Terence Tao on Paul Erdős, the Erdős Number, and Discrepancy Theory

Terence Tao's Connection to Paul Erdős

• 💡 Terence Tao met the prolific mathematician Paul Erdős when he was 10 years old, during one of Erdős's visits to Adelaide.
• 🤝 Erdős was known for meeting bright young kids and treated Tao like an equal, later sending him a postcard with a math problem.
• 🧩 Tao recalls Erdős's famous quote: "Mathematicians are a means for turning coffee into theorems."

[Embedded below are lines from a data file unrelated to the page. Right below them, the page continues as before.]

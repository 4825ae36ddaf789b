use clap::{Arg, ArgMatches, Command};
use tracing::Level;
use tracing_subscriber::fmt::SubscriberBuilder;

mod subcommands;

fn input_args(command: Command<'static>) -> Command<'static> {
    command
        .arg(
            Arg::new("GRAPH6")
                .help("Graph in graph6 or sparse6 format; read from FILE or STDIN when missing")
                .index(1),
        )
        .arg(
            Arg::new("file")
                .short('f')
                .long("file")
                .takes_value(true)
                .value_name("FILE")
                .conflicts_with("GRAPH6")
                .help("File with one graph6 or sparse6 graph per line"),
        )
        .arg(
            Arg::new("separator")
                .long("separator")
                .takes_value(true)
                .possible_values(["simple", "planar"])
                .default_value("planar")
                .help("Separator used to split large graphs"),
        )
}

fn main() {
    let color = input_args(Command::new("color").about("Computes a three-coloring of planar graphs"))
        .arg(
            Arg::new("brute-force")
                .long("brute-force")
                .help("Searches exhaustively instead of splitting along separators"),
        )
        .arg(
            Arg::new("output")
                .short('o')
                .long("output")
                .takes_value(true)
                .value_name("FILE")
                .help("Writes the colorings to FILE in CBOR format"),
        );

    let separate = input_args(Command::new("separate").about("Prints a separator of planar graphs"));

    let generate = Command::new("generate")
        .about("Prints a generated planar graph in graph6 format")
        .arg(
            Arg::new("KIND")
                .possible_values(["grid", "random", "cycle", "wheel"])
                .required(true)
                .index(1),
        )
        .arg(
            Arg::new("n")
                .short('n')
                .takes_value(true)
                .help("Number of vertices (rows of a grid, spokes of a wheel)"),
        )
        .arg(Arg::new("m").short('m').takes_value(true).help("Columns of a grid"))
        .arg(
            Arg::new("keep")
                .long("keep")
                .takes_value(true)
                .help("Probability for each edge of a random triangulation to survive"),
        )
        .arg(Arg::new("seed").long("seed").takes_value(true).help("Seed of a random graph"));

    let matches = Command::new("threecolor")
        .version(env!("CARGO_PKG_VERSION"))
        .about("Three-coloring of planar graphs by recursive planar separators")
        .arg(
            Arg::new("verbose")
                .short('v')
                .multiple_occurrences(true)
                .global(true)
                .help("Logs more details to STDERR (-v, -vv, -vvv)"),
        )
        .subcommand_required(true)
        .arg_required_else_help(true)
        .subcommand(color)
        .subcommand(separate)
        .subcommand(generate)
        .get_matches();

    init_logging(&matches);

    let result = match matches.subcommand() {
        Some(("color", m)) => subcommands::color(m),
        Some(("separate", m)) => subcommands::separate(m),
        Some(("generate", m)) => subcommands::generate(m),
        _ => Ok(()),
    };
    if let Err(e) = result {
        eprintln!("{:#}", e);
        std::process::exit(1);
    }
}

fn init_logging(matches: &ArgMatches) {
    let verbosity = matches
        .subcommand()
        .map_or(0, |(_, m)| m.occurrences_of("verbose"))
        .max(matches.occurrences_of("verbose"));
    let level = match verbosity {
        0 => Level::WARN,
        1 => Level::INFO,
        2 => Level::DEBUG,
        _ => Level::TRACE,
    };
    SubscriberBuilder::default()
        .with_target(false)
        .with_max_level(level)
        .with_writer(std::io::stderr)
        .init();
}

The Erdős Number Explained

• 📊 The Erdős number is a concept inspired by graph theory, reflecting collaborative distance to Paul Erdős in mathematical publications.
• 🔢 Erdős himself has a number of zero, direct collaborators have one, and collaborators of collaborators have two (Terence Tao's number).
• 🔗 Similar concepts exist, like the Kevin Bacon number for actors, and the Erdős Bacon number, which combines both and is usually infinite.

Erdős's Work Ethic

• ⚡ Erdős was known for his incredible productivity, with an anecdote suggesting he once bet to give up amphetamines for a month, only to claim it set mathematics back.
• ⚠️ This story highlights a past era with less emphasis on work-life balance compared to today.

Understanding Discrepancy Theory

• 🔬 Discrepancy theory examines the irregularity of sequences, such as those composed of plus ones and minus ones.
• 📈 A sequence can have low overall discrepancy (e.g., 500 plus ones, 500 minus ones in 1000 elements) but high discrepancy in subsequences (e.g., only even-indexed elements).
• ❓ Erdős posed the question of whether a sequence could be designed with bounded discrepancy over all homogeneous arithmetic progressions, meaning it would always remain balanced.

Solving the Erdős Discrepancy Theorem

• ✅ While some sequences can be extremely uniform for a while (e.g., 164 elements with discrepancy +/- 2), it was shown that eventually a discrepancy of three was required.
• ♾️ Terence Tao was able to prove that if these sequences are continued indefinitely, their discrepancy must eventually go to infinity, albeit extremely slowly (logarithmic or double logarithmic).
• 🛠️ This proof utilized advanced tools from information theory and number theory.